El verano de 2013 no leí tantos libros. No obstante, vislumbré lo que se convertiría en mi plan académico a corto plazo. Me arrojé a una aventura y descubrí entre otras cosas lo que es enfrentarse al mundo en soledad, aspecto que me hizo titubear en un principio pero que luego disfruté como nunca. Conocí una ciudad que me enamoró y di inicio a una relación que no tenía ni pies ni cabeza pero que idealicé de más como siempre y me dañó como nunca. Pero, debo decir: en ese momento no había tiempo para pensarla de manera negativa; en ese momento, sin dejar de lado dificultades e inconvenientes, parecía dirigirse favorablemente.
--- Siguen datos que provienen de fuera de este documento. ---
use std::path::Path;

use crate::input::{InputError, RawTable, load_table};
use crate::model::config::{PipelineConfig, WIDE_INDEX_COLUMN};

/// Layout guessed from the header before the full read.
#[derive(Debug, Clone, Copy, PartialEq, Eq)]
pub enum Layout {
    /// Genes are rows, patients are columns; `index_column` holds gene labels.
    Wide { index_column: usize },
    /// Orientation still open; resolved from labels in stage 2.
    Standard,
}

impl Layout {
    pub fn is_wide(&self) -> bool {
        matches!(self, Layout::Wide { .. })
    }
}

/// Large-matrix heuristic: a literal `sample` column or more columns than
/// the configured threshold.
pub fn detect_layout(columns: &[String], config: &PipelineConfig) -> Layout {
    let sample_col = columns.iter().position(|c| c == WIDE_INDEX_COLUMN);
    if let Some(index_column) = sample_col {
        return Layout::Wide { index_column };
    }
    if columns.len() > config.wide_column_threshold {
        return Layout::Wide { index_column: 0 };
    }
    Layout::Standard
}

#[derive(Debug)]
pub struct Stage1Output {
    pub layout: Layout,
    pub table: RawTable,
}

pub fn run_stage1(path: &Path, config: &PipelineConfig) -> Result<Stage1Output, InputError> {
    let sample = load_table(path, Some(config.sniff_rows))?;
    let layout = detect_layout(&sample.columns, config);
    tracing::info!(
        path = %path.display(),
        n_columns = sample.n_columns(),
        wide = layout.is_wide(),
        "file layout sniffed"
    );

    let table = load_table(path, None)?;
    Ok(Stage1Output { layout, table })
}

#[cfg(test)]
#[path = "../../tests/src_inline/pipeline/stage1_load.rs"]
mod tests;
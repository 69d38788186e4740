use crate::genes::{MatchStrategy, ResolvedGene, ResolvedGeneSet, TargetGeneList};

/// A resolver strategy: a pure function from table labels and targets to the
/// genes it could place, or `None` when it placed nothing.
pub type StrategyFn = fn(&[String], &TargetGeneList) -> Option<ResolvedGeneSet>;

/// Tried in order; the first strategy that resolves anything wins.
pub const STRATEGIES: &[(MatchStrategy, StrategyFn)] = &[
    (MatchStrategy::Exact, match_exact),
    (MatchStrategy::CaseInsensitive, match_case_insensitive),
    (MatchStrategy::Substring, match_substring),
];

pub fn resolve_labels(labels: &[String], targets: &TargetGeneList) -> Option<ResolvedGeneSet> {
    for (strategy, matcher) in STRATEGIES {
        if let Some(resolved) = matcher(labels, targets) {
            tracing::debug!(
                strategy = %strategy,
                resolved = resolved.len(),
                targets = targets.len(),
                "target genes resolved"
            );
            return Some(resolved);
        }
        tracing::debug!(strategy = %strategy, "no target genes matched");
    }
    None
}

/// Wide matrices resolve each target on its own: exact label first, then a
/// case-insensitive one. Substring matching only runs when no target resolved
/// either way. The reported strategy is the weakest one used.
pub fn resolve_labels_per_target(
    labels: &[String],
    targets: &TargetGeneList,
) -> Option<ResolvedGeneSet> {
    let upper: Vec<String> = labels.iter().map(|l| normalize_symbol(l)).collect();
    let mut strategy = MatchStrategy::Exact;
    let mut genes = Vec::new();
    for target in targets.symbols() {
        let target_norm = normalize_symbol(target);
        let position = match labels.iter().position(|l| l == target) {
            Some(position) => Some(position),
            None if target_norm.is_empty() => None,
            None => {
                let found = upper.iter().position(|l| *l == target_norm);
                if found.is_some() {
                    strategy = MatchStrategy::CaseInsensitive;
                }
                found
            }
        };
        if let Some(position) = position {
            genes.push(ResolvedGene {
                symbol: target.clone(),
                label: labels[position].clone(),
                position,
            });
        }
    }

    let resolved = match finish(strategy, genes) {
        Some(resolved) => resolved,
        None => {
            tracing::debug!("no exact or case-insensitive hits; trying substring");
            match_substring(labels, targets)?
        }
    };
    tracing::debug!(
        strategy = %resolved.strategy,
        resolved = resolved.len(),
        targets = targets.len(),
        "target genes resolved per target"
    );
    Some(resolved)
}

pub fn match_exact(labels: &[String], targets: &TargetGeneList) -> Option<ResolvedGeneSet> {
    collect(MatchStrategy::Exact, labels, targets, |label, target| label == target)
}

pub fn match_case_insensitive(
    labels: &[String],
    targets: &TargetGeneList,
) -> Option<ResolvedGeneSet> {
    let upper: Vec<String> = labels.iter().map(|l| normalize_symbol(l)).collect();
    collect_normalized(
        MatchStrategy::CaseInsensitive,
        labels,
        &upper,
        targets,
        |label, target| label == target,
    )
}

/// Fuzzy fallback: short symbols can hit unrelated labels (`ATM` in `PATM1`).
pub fn match_substring(labels: &[String], targets: &TargetGeneList) -> Option<ResolvedGeneSet> {
    let upper: Vec<String> = labels.iter().map(|l| normalize_symbol(l)).collect();
    collect_normalized(
        MatchStrategy::Substring,
        labels,
        &upper,
        targets,
        |label, target| label.contains(target),
    )
}

pub fn normalize_symbol(s: &str) -> String {
    s.trim().to_uppercase()
}

fn collect(
    strategy: MatchStrategy,
    labels: &[String],
    targets: &TargetGeneList,
    matches: impl Fn(&str, &str) -> bool,
) -> Option<ResolvedGeneSet> {
    let mut genes = Vec::new();
    for target in targets.symbols() {
        if let Some(position) = labels
            .iter()
            .position(|l| matches(l.as_str(), target.as_str()))
        {
            genes.push(ResolvedGene {
                symbol: target.clone(),
                label: labels[position].clone(),
                position,
            });
        }
    }
    finish(strategy, genes)
}

fn collect_normalized(
    strategy: MatchStrategy,
    labels: &[String],
    normalized: &[String],
    targets: &TargetGeneList,
    matches: impl Fn(&str, &str) -> bool,
) -> Option<ResolvedGeneSet> {
    let mut genes = Vec::new();
    for target in targets.symbols() {
        let target_norm = normalize_symbol(target);
        if target_norm.is_empty() {
            continue;
        }
        if let Some(position) = normalized
            .iter()
            .position(|l| matches(l.as_str(), target_norm.as_str()))
        {
            genes.push(ResolvedGene {
                symbol: target.clone(),
                label: labels[position].clone(),
                position,
            });
        }
    }
    finish(strategy, genes)
}

fn finish(strategy: MatchStrategy, genes: Vec<ResolvedGene>) -> Option<ResolvedGeneSet> {
    if genes.is_empty() {
        None
    } else {
        Some(ResolvedGeneSet { strategy, genes })
    }
}
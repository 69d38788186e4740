use std::collections::BTreeMap;

use serde::{Deserialize, Serialize};
use thiserror::Error;

use crate::input::Cell;
use crate::model::scores::PathwayScores;

/// Expression value for one gene: a number, or the raw cell text when it
/// could not be coerced.
#[derive(Debug, Clone, PartialEq, Serialize, Deserialize)]
#[serde(untagged)]
pub enum ExpressionValue {
    Numeric(f64),
    Text(String),
}

impl ExpressionValue {
    pub fn as_f64(&self) -> Option<f64> {
        match self {
            ExpressionValue::Numeric(v) => Some(*v),
            ExpressionValue::Text(_) => None,
        }
    }

    pub fn from_cell(cell: Cell<'_>) -> Option<Self> {
        match cell {
            Cell::Number(v) => Some(ExpressionValue::Numeric(v)),
            Cell::Text(s) => Some(ExpressionValue::Text(s.to_string())),
            Cell::Missing => None,
        }
    }
}

pub type ClinicalData = BTreeMap<String, serde_json::Value>;

#[derive(Debug, Error, PartialEq, Eq)]
pub enum RecordError {
    #[error("patient id is empty")]
    EmptyPatientId,
    #[error("cohort label is empty for patient {0}")]
    EmptyCohort(String),
    #[error("patient {0} has no numeric gene expression")]
    NoNumericExpression(String),
}

/// Normalized per-patient record. Keys of `gene_expressions` are canonical
/// target symbols; at least one of them holds a number.
#[derive(Debug, Clone, PartialEq, Serialize, Deserialize)]
pub struct PatientRecord {
    pub patient_id: String,
    pub cancer_cohort: String,
    pub gene_expressions: BTreeMap<String, ExpressionValue>,
    #[serde(default, skip_serializing_if = "Option::is_none")]
    pub clinical_data: Option<ClinicalData>,
    #[serde(default, skip_serializing_if = "Option::is_none")]
    pub pathway_scores: Option<PathwayScores>,
}

impl PatientRecord {
    pub fn new(
        patient_id: impl Into<String>,
        cancer_cohort: impl Into<String>,
        gene_expressions: BTreeMap<String, ExpressionValue>,
    ) -> Result<Self, RecordError> {
        let patient_id = patient_id.into();
        let cancer_cohort = cancer_cohort.into();
        if patient_id.trim().is_empty() {
            return Err(RecordError::EmptyPatientId);
        }
        if cancer_cohort.trim().is_empty() {
            return Err(RecordError::EmptyCohort(patient_id));
        }
        if !gene_expressions.values().any(|v| v.as_f64().is_some()) {
            return Err(RecordError::NoNumericExpression(patient_id));
        }
        Ok(Self {
            patient_id,
            cancer_cohort,
            gene_expressions,
            clinical_data: None,
            pathway_scores: None,
        })
    }

    pub fn numeric_expression(&self, symbol: &str) -> Option<f64> {
        self.gene_expressions.get(symbol).and_then(ExpressionValue::as_f64)
    }

    pub fn with_clinical_data(self, clinical_data: ClinicalData) -> Self {
        Self {
            clinical_data: Some(clinical_data),
            ..self
        }
    }

    pub fn with_pathway_scores(self, pathway_scores: PathwayScores) -> Self {
        Self {
            pathway_scores: Some(pathway_scores),
            ..self
        }
    }
}
use serde::Serialize;

use crate::genes::{
    ResolvedGene, ResolvedGeneSet, TargetGeneList, resolve_labels, resolve_labels_per_target,
};
use crate::input::RawTable;
use crate::pipeline::stage1_load::Layout;

#[derive(Debug, Clone, Copy, PartialEq, Eq, Serialize)]
#[serde(rename_all = "snake_case")]
pub enum Orientation {
    /// Gene labels in the row index, one patient per column.
    GenesAsRows,
    /// Patient ids in the row index, one gene per column.
    GenesAsColumns,
}

/// Table with its label column promoted to the index and the target genes
/// resolved against the gene axis.
#[derive(Debug, Clone)]
pub struct OrientedTable {
    pub table: RawTable,
    pub orientation: Orientation,
    pub genes: ResolvedGeneSet,
}

impl OrientedTable {
    pub fn n_patients(&self) -> usize {
        match self.orientation {
            Orientation::GenesAsRows => self.table.n_columns(),
            Orientation::GenesAsColumns => self.table.n_rows(),
        }
    }

    pub fn patient_id(&self, patient: usize) -> &str {
        match self.orientation {
            Orientation::GenesAsRows => self
                .table
                .columns
                .get(patient)
                .map(String::as_str)
                .unwrap_or(""),
            Orientation::GenesAsColumns => self
                .table
                .index
                .as_ref()
                .and_then(|index| index.get(patient))
                .map(String::as_str)
                .unwrap_or(""),
        }
    }

    pub fn value(&self, patient: usize, gene: &ResolvedGene) -> &str {
        match self.orientation {
            Orientation::GenesAsRows => self.table.cell(gene.position, patient),
            Orientation::GenesAsColumns => self.table.cell(patient, gene.position),
        }
    }
}

pub fn run_stage2(
    table: RawTable,
    layout: Layout,
    targets: &TargetGeneList,
) -> Option<OrientedTable> {
    if table.is_empty() {
        return None;
    }

    if let Layout::Wide { index_column } = layout {
        let labels: Vec<String> = table
            .column_values(index_column)
            .into_iter()
            .map(str::to_string)
            .collect();
        let genes = resolve_labels_per_target(&labels, targets)?;
        return Some(OrientedTable {
            table: table.with_index(index_column),
            orientation: Orientation::GenesAsRows,
            genes,
        });
    }

    let row_labels: Vec<String> = table
        .column_values(0)
        .into_iter()
        .map(str::to_string)
        .collect();
    if let Some(genes) = resolve_labels(&row_labels, targets) {
        return Some(OrientedTable {
            table: table.with_index(0),
            orientation: Orientation::GenesAsRows,
            genes,
        });
    }

    tracing::debug!("no target genes among row labels; trying column labels");
    // Column 0 identifies patients and becomes the index, so positions in
    // the remaining columns line up with the re-indexed table.
    let genes = resolve_labels(&table.columns[1..], targets)?;
    Some(OrientedTable {
        table: table.with_index(0),
        orientation: Orientation::GenesAsColumns,
        genes,
    })
}

#[cfg(test)]
#[path = "../../tests/src_inline/pipeline/stage2_orient.rs"]
mod tests;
El verano del 2014 tomé una de las peores decisiones de mi vida. Y lo que le dio dicho adjetivo fue decidir pensando no en mí sino en alguien más: darle el poder a otra persona sin que lo pidiera. No ordené mis prioridades porque ni siquiera me contaba a mí misma en ellas. Salvo algunos detalles, ha sido el verano más depresivo de mi vida. Mi cabeza comenzó a pensar de más y se convenció al mismo tiempo de que estaba mal y de que no. Meses después comprobé que aunque realmente necesitaba ayuda, tenía razón en muchas de mis conjeturas. La peor caída, de la cual creo haberme recuperado a pesar de los estragos: polvo que se quedó bajo mi cama.


El verano de 2015 aún no llega. Será mi primer verano como pasante de licenciatura. Para él y para su porvenir he pensado en mí y en mi bien, en mis prioridades y en mis planes próximos. No sólo en los míos, aclaro, pues me fascina que puedan complementarse con los de otro ser. (El otro ser, que por distinto encaja y a ratos desencaja con el mío pero que sin duda quiero a mi lado para andar el nuevo camino. O para continuarlo después de una pausa de 6 años). Cuesta trabajo en muchos sentidos y aunque el panorama del futuro aparece atrayente, depende de sacrificios, mismos que estoy dispuesta a aceptar pero que me introducen en la nostalgia todo el tiempo. No, no es fácil. Y parece que de lleno entro en la edad adulta. No madura si me someten a evaluaciones estrictas, pero sí a la edad que puede pertenecerme por completo, sí a la edad que puedo explotar de todos los modos posibles, sí a la edad en que puedo obtener más logros y compartirlos.